La partita dell’Italia e l’immediato futuro
Statisticamente il confronto diretto è stato impari: il -37 finale passa in archivio come il divario più ampio nella storia azzurra al Mondiale. La partita è durata il tempo del buon avvio nel primo quarto, anche se le prime avvisaglie di una partita difficile le si erano avute da subito. Il primo tema del match, infatti, è stato senza dubbio quello dei rimbalzi offensivi: nei primi cinque minuti l’Italia ne ha concessi quanti in tutta la partita contro Portorico, e 7 dei primi 11 punti della squadra di Kerr sono arrivati su seconda opportunità, con le triple successive di Tyrese Haliburton, Brandon Ingram e Austin Reaves che hanno messo in ritmo la second unit americana dopo un inizio lottato ma non brillante.

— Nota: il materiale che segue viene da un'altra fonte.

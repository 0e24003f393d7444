//! Integration tests for the regime Monte Carlo simulator
//!
//! These tests drive the public API end to end: configuration, engine,
//! summaries and reports.

use approx::assert_relative_eq;
use rust_decimal_macros::dec;

use regime_monte_carlo::report::{OutputFormat, SimulationReport};
use regime_monte_carlo::stats::{summarize, FinalBalanceStats};
use regime_monte_carlo::{
    run_simulation, Config, ConfigError, Money, RegimeConfig, RngSource, ScriptedSource,
    SimulationConfig, SimulationError, Simulator, WinChancePolicy,
};

// =============================================================================
// Test Utilities
// =============================================================================

fn config_path(name: &str) -> std::path::PathBuf {
    std::path::Path::new(env!("CARGO_MANIFEST_DIR"))
        .join("configs")
        .join(name)
}

/// Config whose every trade has a certain outcome
fn certain_config(base_win_rate: f64, trades_per_game: usize, game_count: usize) -> SimulationConfig {
    SimulationConfig {
        base_win_rate,
        trades_per_game,
        game_count,
        win_chance_policy: WinChancePolicy::Clamp,
        ..SimulationConfig::default()
    }
}

/// Checks every structural guarantee of a finished run
fn assert_run_invariants(config: &SimulationConfig, seed: u64) {
    let simulator = Simulator::new(config).unwrap();
    let result = simulator.run(&mut RngSource::seeded(seed)).unwrap();

    assert_eq!(result.equity_curves.len(), config.game_count);
    let start = Money::from_f64(config.starting_balance);
    for curve in &result.equity_curves {
        assert_eq!(curve.len(), config.trades_per_game + 1);
        assert_eq!(curve[0], start);
        for pair in curve.windows(2) {
            let step = pair[1] - pair[0];
            assert!(
                step == simulator.win_amount() || step == -simulator.loss_amount(),
                "step {} is neither a win nor a loss",
                step
            );
        }
    }

    assert_eq!(
        result.regime_stats.total_trades(),
        (config.game_count * config.trades_per_game) as u64
    );
    for stats in &result.regime_stats {
        assert_eq!(stats.trades, stats.wins + stats.losses);
        assert_eq!(
            stats.net_pnl,
            Money::from_count(stats.wins) * simulator.win_amount()
                - Money::from_count(stats.losses) * simulator.loss_amount()
        );
    }
}

// =============================================================================
// Engine Guarantees
// =============================================================================

#[test]
fn test_invariants_hold_for_default_config() {
    assert_run_invariants(&SimulationConfig::default(), 42);
}

#[test]
fn test_invariants_hold_for_fractional_amounts() {
    let config = SimulationConfig {
        starting_balance: 250.75,
        risk_per_trade: 0.37,
        reward_to_risk: 1.85,
        base_win_rate: 0.4,
        trades_per_game: 250,
        game_count: 40,
        regimes: vec![
            RegimeConfig::new("trend", 0.15),
            RegimeConfig::new("range", 0.0),
            RegimeConfig::new("news", -0.2),
        ],
        ..SimulationConfig::default()
    };
    for seed in [1, 2, 3] {
        assert_run_invariants(&config, seed);
    }
}

#[test]
fn test_forced_win_example() {
    let config = SimulationConfig {
        starting_balance: 1000.0,
        risk_per_trade: 1.0,
        reward_to_risk: 2.0,
        ..certain_config(1.0, 1, 1)
    };
    let expected = vec![vec![Money::from(dec!(1000)), Money::from(dec!(1002))]];

    for seed in 0..50 {
        let result = run_simulation(&config, &mut RngSource::seeded(seed)).unwrap();
        assert_eq!(result.equity_curves, expected);
    }

    // Highest possible draw in the weakest regime
    let mut rng = ScriptedSource::new([0.999_999], [3]);
    let result = run_simulation(&config, &mut rng).unwrap();
    assert_eq!(result.equity_curves, expected);
}

#[test]
fn test_out_of_range_amounts_rejected_up_front() {
    let cases = [
        (1000.0, 1e20, 1e10),
        (7e28, 1e28, 2.0),
        (1000.0, 1e-30, 2.0),
    ];
    for (starting_balance, risk_per_trade, reward_to_risk) in cases {
        let config = SimulationConfig {
            starting_balance,
            risk_per_trade,
            reward_to_risk,
            ..SimulationConfig::default()
        };
        assert!(config.validate().is_err());
        assert!(matches!(
            Simulator::new(&config),
            Err(SimulationError::InvalidConfig(_))
        ));
    }
}

#[test]
fn test_all_wins_strictly_increase() {
    let config = certain_config(1.0, 30, 5);
    let result = run_simulation(&config, &mut RngSource::seeded(9)).unwrap();
    for curve in &result.equity_curves {
        for pair in curve.windows(2) {
            assert_eq!(pair[1] - pair[0], Money::from(dec!(2)));
        }
    }
    assert_eq!(result.regime_stats.total_wins(), 150);
}

#[test]
fn test_all_losses_strictly_decrease() {
    let config = certain_config(0.0, 30, 5);
    let result = run_simulation(&config, &mut RngSource::seeded(9)).unwrap();
    for curve in &result.equity_curves {
        for pair in curve.windows(2) {
            assert_eq!(pair[0] - pair[1], Money::from(dec!(1)));
        }
        assert_eq!(*curve.last().unwrap(), Money::from(dec!(970)));
    }
    assert_eq!(result.regime_stats.total_wins(), 0);
}

#[test]
fn test_same_seed_same_result() {
    let config = SimulationConfig::default();
    let a = run_simulation(&config, &mut RngSource::seeded(1234)).unwrap();
    let b = run_simulation(&config, &mut RngSource::seeded(1234)).unwrap();
    assert_eq!(a, b);

    let c = run_simulation(&config, &mut RngSource::seeded(4321)).unwrap();
    assert_ne!(a.equity_curves, c.equity_curves);
}

#[test]
fn test_regime_win_rates_follow_adjustments() {
    let config = SimulationConfig::default();
    let result = run_simulation(&config, &mut RngSource::seeded(77)).unwrap();

    let expected = [
        ("ideal setup", 0.65),
        ("bullish trend", 0.60),
        ("bearish trend", 0.50),
        ("choppy", 0.45),
    ];
    for (regime, chance) in expected {
        let stats = result.regime_stats.get(regime).unwrap();
        // Uniform sampling: each of four regimes sees about a quarter of 50k trades
        assert!(stats.trades > 11_000 && stats.trades < 14_000);
        let observed = stats.wins as f64 / stats.trades as f64;
        assert!(
            (observed - chance).abs() < 0.02,
            "{}: observed {} expected {}",
            regime,
            observed,
            chance
        );
    }
}

// =============================================================================
// Failure Handling
// =============================================================================

#[test]
fn test_malformed_configs_rejected() {
    let cases = vec![
        SimulationConfig {
            trades_per_game: 0,
            ..SimulationConfig::default()
        },
        SimulationConfig {
            game_count: 0,
            ..SimulationConfig::default()
        },
        SimulationConfig {
            risk_per_trade: -1.0,
            ..SimulationConfig::default()
        },
        SimulationConfig {
            reward_to_risk: 0.0,
            ..SimulationConfig::default()
        },
        SimulationConfig {
            base_win_rate: 0.92,
            ..SimulationConfig::default()
        },
        SimulationConfig {
            base_win_rate: f64::NAN,
            ..SimulationConfig::default()
        },
    ];

    for config in cases {
        let mut rng = ScriptedSource::new([0.5], [0]);
        let err = run_simulation(&config, &mut rng).unwrap_err();
        assert!(
            matches!(err, SimulationError::InvalidConfig(_)),
            "unexpected error {:?}",
            err
        );
        // Nothing was drawn
        assert_eq!(rng.remaining(), (1, 1));
    }
}

#[test]
fn test_source_failure_returns_no_partial_result() {
    let config = SimulationConfig {
        trades_per_game: 5,
        game_count: 3,
        ..SimulationConfig::default()
    };
    // Enough for two games only
    let mut rng = ScriptedSource::new(vec![0.3; 10], vec![1; 15]);
    assert!(matches!(
        run_simulation(&config, &mut rng),
        Err(SimulationError::RandomSource(_))
    ));
}

// =============================================================================
// Summaries and Reports
// =============================================================================

#[test]
fn test_zero_trade_regimes_summarize_to_zero() {
    let config = SimulationConfig {
        trades_per_game: 2,
        game_count: 1,
        ..SimulationConfig::default()
    };
    let mut rng = ScriptedSource::new([0.2, 0.2], [1, 1]);
    let result = run_simulation(&config, &mut rng).unwrap();
    let rows = summarize(&result.regime_stats);

    let bullish = rows.iter().find(|r| r.regime == "bullish trend").unwrap();
    assert_eq!((bullish.total_trades, bullish.wins), (2, 2));
    assert_relative_eq!(bullish.win_rate_pct, 100.0);
    assert_eq!(bullish.net_pnl, Money::from(dec!(4.00)));

    for row in rows.iter().filter(|r| r.regime != "bullish trend") {
        assert_eq!(row.total_trades, 0);
        assert_eq!(row.win_rate_pct, 0.0);
        assert!(!row.win_rate_pct.is_nan());
    }
}

#[test]
fn test_final_balance_stats_bracket_outcomes() {
    let config = SimulationConfig::default();
    let result = run_simulation(&config, &mut RngSource::seeded(5)).unwrap();
    let stats = FinalBalanceStats::from_result(&result, Money::from(dec!(1000)));

    assert_eq!(stats.games, 500);
    assert!(stats.min <= stats.percentile_5);
    assert!(stats.percentile_5 <= stats.median);
    assert!(stats.median <= stats.percentile_95);
    assert!(stats.percentile_95 <= stats.max);
    // Positive expectancy: 0.55 * 2 - 0.45 = 0.65 per trade
    assert!(stats.mean > 1040.0 && stats.mean < 1090.0);
    assert_relative_eq!(
        stats.mean,
        *result.average_curve().last().unwrap(),
        epsilon = 1e-6
    );
}

#[test]
fn test_instrument_does_not_change_outcome() {
    let app = Config::default();
    let sim = app.simulation.clone();
    let btc = app.select_instrument("BTC/USDT").unwrap().clone();
    let spy = app.select_instrument("4").unwrap().clone();

    let a = run_simulation(&sim, &mut RngSource::seeded(8)).unwrap();
    let b = run_simulation(&sim, &mut RngSource::seeded(8)).unwrap();

    let report_a = SimulationReport::new(btc, 8, sim.clone(), &a);
    let report_b = SimulationReport::new(spy, 8, sim, &b);
    assert_eq!(report_a.regimes, report_b.regimes);
    assert_eq!(report_a.average_curve, report_b.average_curve);
    assert_ne!(report_a.instrument, report_b.instrument);
}

#[test]
fn test_report_renders_every_format() {
    let config = SimulationConfig {
        trades_per_game: 10,
        game_count: 10,
        ..SimulationConfig::default()
    };
    let result = run_simulation(&config, &mut RngSource::seeded(3)).unwrap();
    let report = SimulationReport::new(
        Config::default().instruments[2].clone(),
        3,
        config,
        &result,
    );

    let table = report.render(OutputFormat::Table).unwrap();
    assert!(table.contains("SOL/USDT"));
    assert!(table.contains("Win Rate (%)"));

    let csv = report.render(OutputFormat::Csv).unwrap();
    assert_eq!(csv.lines().count(), 5);

    let json: serde_json::Value =
        serde_json::from_str(&report.render(OutputFormat::Json).unwrap()).unwrap();
    assert_eq!(json["instrument"]["name"], "SOL/USDT");
    assert_eq!(json["average_curve"].as_array().unwrap().len(), 11);
}

// =============================================================================
// Configuration Files
// =============================================================================

#[test]
fn test_default_config_file_matches_builtin_defaults() {
    let config = Config::from_file(config_path("default.json")).unwrap();
    assert_eq!(config.simulation, SimulationConfig::default());
    assert_eq!(config.instruments, Config::default().instruments);
    assert!(config.simulation.validate().is_ok());
}

#[test]
fn test_certain_outcomes_config_file_runs() {
    let config = Config::from_file(config_path("certain_outcomes.json")).unwrap();
    assert_eq!(config.simulation.win_chance_policy, WinChancePolicy::Clamp);

    let result = run_simulation(&config.simulation, &mut RngSource::seeded(1)).unwrap();
    for curve in &result.equity_curves {
        assert_eq!(*curve.last().unwrap(), Money::from(dec!(1100)));
    }
}

#[test]
fn test_missing_config_file_is_an_error() {
    assert!(Config::from_file(config_path("does_not_exist.json")).is_err());
}

#[test]
fn test_unknown_instrument_is_an_error() {
    let config = Config::default();
    assert!(matches!(
        config.select_instrument("DOGE/USDT"),
        Err(ConfigError::UnknownInstrument { .. })
    ));
}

Altro tema è stata la scelta in avvio di Steve Kerr di insistere con Anthony Edwards in marcatura sul principale portatore di palla avversario - spesso Marco Spissu, ma non solo - costringendo l’Italia a non entrare in maniera pulita nei giochi offensivi. La costruzione dei set offensivi azzurri non è stata malvagia, ma la squadra di Pozzecco non è riuscita davvero mai ad entrare in ritmo chiudendo il primo tempo con un 9/37 dal campo (di cui 2/19 da 3) che restituisce una difficoltà chiara nel fare canestro.

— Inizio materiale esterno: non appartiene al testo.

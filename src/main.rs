//! Regime Monte Carlo - main entry point
//!
//! This binary provides three subcommands:
//! - simulate: Run the Monte Carlo simulation and print a report
//! - instruments: List the configured instruments
//! - validate: Check a configuration file without running it

use anyhow::Result;
use clap::{Parser, Subcommand};
use std::path::PathBuf;
use tracing::info;
use tracing_subscriber::{layer::SubscriberExt, util::SubscriberInitExt, EnvFilter};

mod commands;

#[derive(Parser, Debug)]
#[command(name = "regime-monte-carlo")]
#[command(about = "Monte Carlo simulation of trading outcomes across market regimes", long_about = None)]
#[command(version)]
struct Cli {
    #[command(subcommand)]
    command: Commands,

    /// Verbose output
    #[arg(short, long, global = true)]
    verbose: bool,
}

#[derive(Subcommand, Debug)]
enum Commands {
    /// Run the simulation
    Simulate {
        /// Path to configuration file (built-in defaults when omitted)
        #[arg(short, long, env = "MC_CONFIG")]
        config: Option<String>,

        /// Instrument to label the run with, by key or name
        #[arg(short, long, default_value = "1")]
        instrument: String,

        /// Random seed (overrides config; fresh entropy when unset)
        #[arg(long, env = "MC_SEED")]
        seed: Option<u64>,

        /// Starting balance
        #[arg(long)]
        balance: Option<f64>,

        /// Amount risked (and lost) per trade
        #[arg(long)]
        risk: Option<f64>,

        /// Reward-to-risk ratio
        #[arg(long)]
        reward_to_risk: Option<f64>,

        /// Base win rate, e.g. 0.55
        #[arg(long)]
        win_rate: Option<f64>,

        /// Trades per game
        #[arg(long)]
        trades: Option<usize>,

        /// Number of games
        #[arg(long)]
        games: Option<usize>,

        /// Win chance policy (strict or clamp)
        #[arg(long)]
        policy: Option<String>,

        /// Output format (table, csv or json)
        #[arg(short, long, default_value = "table")]
        format: String,

        /// Disable the progress bar
        #[arg(long)]
        no_progress: bool,
    },

    /// List configured instruments
    Instruments {
        /// Path to configuration file (built-in defaults when omitted)
        #[arg(short, long, env = "MC_CONFIG")]
        config: Option<String>,
    },

    /// Validate a configuration file
    Validate {
        /// Path to configuration file
        #[arg(short, long, env = "MC_CONFIG", default_value = "configs/default.json")]
        config: String,
    },
}

fn setup_logging(verbose: bool, command_name: &str, file_only: bool) -> Result<()> {
    // Create logs directory
    std::fs::create_dir_all("logs")?;

    // Create log file with naming pattern: {command}_{date}.log
    let log_filename = format!(
        "{}_{}.log",
        command_name,
        chrono::Local::now().format("%Y-%m-%d_%H-%M-%S")
    );
    let log_path = PathBuf::from("logs").join(&log_filename);

    let level = if verbose { "debug" } else { "info" };
    let env_filter =
        EnvFilter::try_from_default_env().unwrap_or_else(|_| EnvFilter::new(level));

    if file_only {
        // Keep the console clean for the progress bar and the report
        let file_appender = tracing_appender::rolling::never("logs", &log_filename);
        let file_layer = tracing_subscriber::fmt::layer()
            .with_writer(file_appender)
            .with_target(true)
            .with_line_number(true)
            .with_file(true)
            .with_ansi(false);

        tracing_subscriber::registry()
            .with(env_filter)
            .with(file_layer)
            .init();
    } else {
        let console_layer = tracing_subscriber::fmt::layer()
            .with_writer(std::io::stderr)
            .with_target(true)
            .with_line_number(true)
            .with_file(true)
            .with_ansi(true);

        let file_appender = tracing_appender::rolling::never("logs", &log_filename);
        let file_layer = tracing_subscriber::fmt::layer()
            .with_writer(file_appender)
            .with_target(true)
            .with_line_number(true)
            .with_file(true)
            .with_ansi(false);

        tracing_subscriber::registry()
            .with(env_filter)
            .with(console_layer)
            .with(file_layer)
            .init();
    }

    info!("Logging initialized");
    info!("Log file: {}", log_path.display());

    Ok(())
}

fn main() -> Result<()> {
    dotenv::dotenv().ok();
    let cli = Cli::parse();

    let (command_name, file_only) = match &cli.command {
        Commands::Simulate { .. } => ("simulate", true),
        Commands::Instruments { .. } => ("instruments", false),
        Commands::Validate { .. } => ("validate", false),
    };

    setup_logging(cli.verbose, command_name, file_only)?;

    match cli.command {
        Commands::Simulate {
            config,
            instrument,
            seed,
            balance,
            risk,
            reward_to_risk,
            win_rate,
            trades,
            games,
            policy,
            format,
            no_progress,
        } => commands::simulate::run(commands::simulate::SimulateArgs {
            config_path: config,
            instrument,
            seed,
            balance,
            risk,
            reward_to_risk,
            win_rate,
            trades,
            games,
            policy,
            format,
            progress: !no_progress,
        }),

        Commands::Instruments { config } => commands::instruments::run(config),

        Commands::Validate { config } => commands::validate::run(config),
    }
}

La scelta del coaching staff azzurro di limitare Edwards (pericolo pubblico numero uno) in attacco trova un contraltare nell’ottimo impatto di Mikal Bridges, efficace sia come tiratore sugli scarichi che nell’attaccare il ferro. All’intervallo lungo il giocatore dei Brooklyn Nets aveva già eguagliato il suo miglior fatturato nelle prime cinque partite del suo Mondiale, i 14 punti nella sconfitta con la Lituania.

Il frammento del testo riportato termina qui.